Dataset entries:
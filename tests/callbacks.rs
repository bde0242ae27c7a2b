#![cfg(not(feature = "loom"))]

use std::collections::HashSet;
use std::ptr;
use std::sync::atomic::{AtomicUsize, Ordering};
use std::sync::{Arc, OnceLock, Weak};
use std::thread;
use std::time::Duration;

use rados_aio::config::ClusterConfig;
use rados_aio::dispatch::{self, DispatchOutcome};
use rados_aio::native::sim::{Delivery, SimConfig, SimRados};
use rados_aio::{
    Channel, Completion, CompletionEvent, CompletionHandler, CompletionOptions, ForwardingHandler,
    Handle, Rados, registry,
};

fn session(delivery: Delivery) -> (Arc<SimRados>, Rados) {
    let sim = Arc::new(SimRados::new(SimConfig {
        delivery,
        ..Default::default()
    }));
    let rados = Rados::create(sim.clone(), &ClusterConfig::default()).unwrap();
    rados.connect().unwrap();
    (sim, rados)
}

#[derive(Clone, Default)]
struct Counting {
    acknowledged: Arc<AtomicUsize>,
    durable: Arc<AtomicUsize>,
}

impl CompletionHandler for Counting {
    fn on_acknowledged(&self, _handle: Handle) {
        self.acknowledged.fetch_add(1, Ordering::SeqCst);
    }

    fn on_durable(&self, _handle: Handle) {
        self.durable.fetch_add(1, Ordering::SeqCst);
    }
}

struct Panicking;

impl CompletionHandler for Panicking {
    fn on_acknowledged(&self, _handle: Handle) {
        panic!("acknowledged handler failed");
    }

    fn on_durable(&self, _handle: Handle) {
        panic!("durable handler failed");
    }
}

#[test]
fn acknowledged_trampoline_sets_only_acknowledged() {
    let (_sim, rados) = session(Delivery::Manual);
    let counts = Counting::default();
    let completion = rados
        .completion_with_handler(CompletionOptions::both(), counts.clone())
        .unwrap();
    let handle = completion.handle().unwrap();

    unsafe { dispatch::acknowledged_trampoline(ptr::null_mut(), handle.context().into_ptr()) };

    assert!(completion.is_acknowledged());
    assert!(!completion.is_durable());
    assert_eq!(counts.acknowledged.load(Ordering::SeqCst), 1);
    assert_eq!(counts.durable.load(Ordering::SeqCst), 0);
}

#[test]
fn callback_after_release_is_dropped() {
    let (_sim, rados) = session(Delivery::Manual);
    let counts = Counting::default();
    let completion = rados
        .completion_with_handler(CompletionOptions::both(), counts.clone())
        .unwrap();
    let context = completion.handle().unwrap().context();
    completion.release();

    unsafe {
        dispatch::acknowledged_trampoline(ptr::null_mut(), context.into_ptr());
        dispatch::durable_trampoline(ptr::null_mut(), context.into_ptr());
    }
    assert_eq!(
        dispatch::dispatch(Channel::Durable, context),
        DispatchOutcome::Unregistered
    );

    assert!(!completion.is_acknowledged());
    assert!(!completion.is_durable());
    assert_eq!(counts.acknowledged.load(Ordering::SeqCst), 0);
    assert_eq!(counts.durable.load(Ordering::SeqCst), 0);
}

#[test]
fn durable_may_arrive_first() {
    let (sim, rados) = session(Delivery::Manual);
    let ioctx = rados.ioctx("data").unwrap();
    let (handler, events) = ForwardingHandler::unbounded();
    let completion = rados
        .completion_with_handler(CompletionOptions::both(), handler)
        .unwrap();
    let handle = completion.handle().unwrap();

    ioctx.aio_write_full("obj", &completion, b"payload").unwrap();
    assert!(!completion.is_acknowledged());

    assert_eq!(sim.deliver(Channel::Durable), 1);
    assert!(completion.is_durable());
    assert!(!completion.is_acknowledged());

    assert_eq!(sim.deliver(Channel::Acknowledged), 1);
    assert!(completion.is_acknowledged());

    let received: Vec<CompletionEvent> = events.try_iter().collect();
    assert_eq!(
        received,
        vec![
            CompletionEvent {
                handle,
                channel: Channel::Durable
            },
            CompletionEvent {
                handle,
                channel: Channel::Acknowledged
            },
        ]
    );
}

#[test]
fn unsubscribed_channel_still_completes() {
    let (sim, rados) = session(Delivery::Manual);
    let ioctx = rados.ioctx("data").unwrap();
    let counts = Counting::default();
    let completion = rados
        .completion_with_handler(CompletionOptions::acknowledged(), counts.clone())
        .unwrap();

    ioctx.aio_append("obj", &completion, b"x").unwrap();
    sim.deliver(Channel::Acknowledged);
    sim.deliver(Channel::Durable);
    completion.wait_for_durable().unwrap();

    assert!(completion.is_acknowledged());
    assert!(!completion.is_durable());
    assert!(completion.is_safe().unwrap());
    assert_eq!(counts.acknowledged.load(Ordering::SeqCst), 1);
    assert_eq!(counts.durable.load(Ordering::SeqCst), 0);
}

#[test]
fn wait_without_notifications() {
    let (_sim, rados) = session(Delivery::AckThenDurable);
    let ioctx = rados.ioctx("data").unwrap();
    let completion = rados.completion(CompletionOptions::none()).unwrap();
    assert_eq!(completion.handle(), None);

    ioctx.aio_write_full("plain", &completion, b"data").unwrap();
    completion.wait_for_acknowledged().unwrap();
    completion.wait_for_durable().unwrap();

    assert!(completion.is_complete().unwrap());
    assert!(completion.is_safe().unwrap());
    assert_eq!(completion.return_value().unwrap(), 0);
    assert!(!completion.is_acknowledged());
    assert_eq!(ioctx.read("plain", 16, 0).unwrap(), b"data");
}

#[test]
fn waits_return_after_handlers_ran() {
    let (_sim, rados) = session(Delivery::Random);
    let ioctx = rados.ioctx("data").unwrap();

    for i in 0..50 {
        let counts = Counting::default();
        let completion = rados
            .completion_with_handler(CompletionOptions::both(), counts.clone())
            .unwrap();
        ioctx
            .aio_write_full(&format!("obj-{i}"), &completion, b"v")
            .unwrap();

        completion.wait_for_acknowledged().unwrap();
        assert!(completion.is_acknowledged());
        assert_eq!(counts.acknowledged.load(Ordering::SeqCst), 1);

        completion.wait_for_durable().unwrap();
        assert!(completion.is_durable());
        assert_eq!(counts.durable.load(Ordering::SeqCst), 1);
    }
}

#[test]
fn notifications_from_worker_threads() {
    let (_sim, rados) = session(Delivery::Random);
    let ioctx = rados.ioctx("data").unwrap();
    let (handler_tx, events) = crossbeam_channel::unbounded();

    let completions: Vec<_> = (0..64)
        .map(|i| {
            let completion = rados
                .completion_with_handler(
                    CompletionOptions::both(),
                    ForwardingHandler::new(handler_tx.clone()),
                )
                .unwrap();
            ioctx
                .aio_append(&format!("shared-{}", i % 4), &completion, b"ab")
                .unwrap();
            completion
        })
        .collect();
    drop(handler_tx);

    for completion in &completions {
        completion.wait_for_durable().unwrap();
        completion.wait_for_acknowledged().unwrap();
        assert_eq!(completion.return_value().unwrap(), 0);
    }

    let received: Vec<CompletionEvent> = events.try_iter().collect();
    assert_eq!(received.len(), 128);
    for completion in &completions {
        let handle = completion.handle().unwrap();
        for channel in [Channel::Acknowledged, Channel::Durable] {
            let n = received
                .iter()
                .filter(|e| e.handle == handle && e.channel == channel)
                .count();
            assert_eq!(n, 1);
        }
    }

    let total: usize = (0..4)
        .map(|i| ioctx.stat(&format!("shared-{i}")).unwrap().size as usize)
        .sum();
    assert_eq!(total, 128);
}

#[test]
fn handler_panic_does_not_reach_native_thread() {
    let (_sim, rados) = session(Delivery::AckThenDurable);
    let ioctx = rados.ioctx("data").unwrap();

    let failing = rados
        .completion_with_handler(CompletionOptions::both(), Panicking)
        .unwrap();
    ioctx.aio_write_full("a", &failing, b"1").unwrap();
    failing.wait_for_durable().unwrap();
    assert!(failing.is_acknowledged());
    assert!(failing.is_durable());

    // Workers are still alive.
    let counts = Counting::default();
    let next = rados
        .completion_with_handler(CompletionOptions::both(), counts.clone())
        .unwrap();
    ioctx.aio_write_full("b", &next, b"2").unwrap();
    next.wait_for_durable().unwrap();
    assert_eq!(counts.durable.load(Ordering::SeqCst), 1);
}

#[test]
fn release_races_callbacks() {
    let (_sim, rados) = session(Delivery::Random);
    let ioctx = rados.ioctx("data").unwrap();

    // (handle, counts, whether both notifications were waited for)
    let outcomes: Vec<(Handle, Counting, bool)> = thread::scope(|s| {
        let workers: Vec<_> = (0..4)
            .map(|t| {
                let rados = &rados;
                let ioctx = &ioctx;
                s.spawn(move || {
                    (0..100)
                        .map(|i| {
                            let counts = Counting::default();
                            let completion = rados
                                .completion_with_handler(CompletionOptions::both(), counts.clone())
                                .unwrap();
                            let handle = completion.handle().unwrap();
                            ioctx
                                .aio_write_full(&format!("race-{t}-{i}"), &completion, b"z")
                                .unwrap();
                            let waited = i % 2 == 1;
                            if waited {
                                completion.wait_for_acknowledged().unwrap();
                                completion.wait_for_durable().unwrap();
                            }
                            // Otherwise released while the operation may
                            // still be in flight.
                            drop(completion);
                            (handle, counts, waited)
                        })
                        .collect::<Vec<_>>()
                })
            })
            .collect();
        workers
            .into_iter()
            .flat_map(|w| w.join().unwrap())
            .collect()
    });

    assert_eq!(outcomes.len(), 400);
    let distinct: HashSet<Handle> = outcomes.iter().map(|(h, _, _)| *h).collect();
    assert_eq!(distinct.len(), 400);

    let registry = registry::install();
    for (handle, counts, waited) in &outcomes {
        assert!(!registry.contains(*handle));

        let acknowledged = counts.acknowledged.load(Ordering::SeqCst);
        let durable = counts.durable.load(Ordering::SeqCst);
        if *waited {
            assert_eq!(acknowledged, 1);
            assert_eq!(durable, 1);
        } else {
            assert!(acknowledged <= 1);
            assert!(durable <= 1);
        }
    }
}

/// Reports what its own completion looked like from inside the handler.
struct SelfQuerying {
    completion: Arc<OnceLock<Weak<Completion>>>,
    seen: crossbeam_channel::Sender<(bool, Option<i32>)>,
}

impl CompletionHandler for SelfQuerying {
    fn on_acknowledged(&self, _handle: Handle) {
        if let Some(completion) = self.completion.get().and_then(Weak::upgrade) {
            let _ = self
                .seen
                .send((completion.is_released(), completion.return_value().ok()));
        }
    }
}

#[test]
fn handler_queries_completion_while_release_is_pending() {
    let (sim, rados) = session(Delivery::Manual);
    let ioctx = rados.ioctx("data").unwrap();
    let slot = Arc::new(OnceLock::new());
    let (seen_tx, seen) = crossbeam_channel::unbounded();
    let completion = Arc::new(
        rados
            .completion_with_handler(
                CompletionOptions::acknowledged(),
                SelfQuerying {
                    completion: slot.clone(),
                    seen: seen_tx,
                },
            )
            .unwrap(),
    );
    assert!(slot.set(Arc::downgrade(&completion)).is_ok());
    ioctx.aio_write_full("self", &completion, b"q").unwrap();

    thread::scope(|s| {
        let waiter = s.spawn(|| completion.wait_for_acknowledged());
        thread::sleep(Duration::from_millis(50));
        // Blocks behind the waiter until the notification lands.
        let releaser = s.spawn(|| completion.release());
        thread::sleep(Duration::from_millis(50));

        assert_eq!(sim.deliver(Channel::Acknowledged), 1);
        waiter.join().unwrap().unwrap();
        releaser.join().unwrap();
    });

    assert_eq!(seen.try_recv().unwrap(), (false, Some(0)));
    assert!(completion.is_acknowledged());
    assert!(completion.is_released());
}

* [WHAT THE TASK REQUIRES]:
All lines that hold the word "sync" should be copied from the data.

* [SOLUTION BELOW]:
use std::sync::atomic::{AtomicUsize, Ordering};
use std::sync::{Arc, OnceLock, Weak};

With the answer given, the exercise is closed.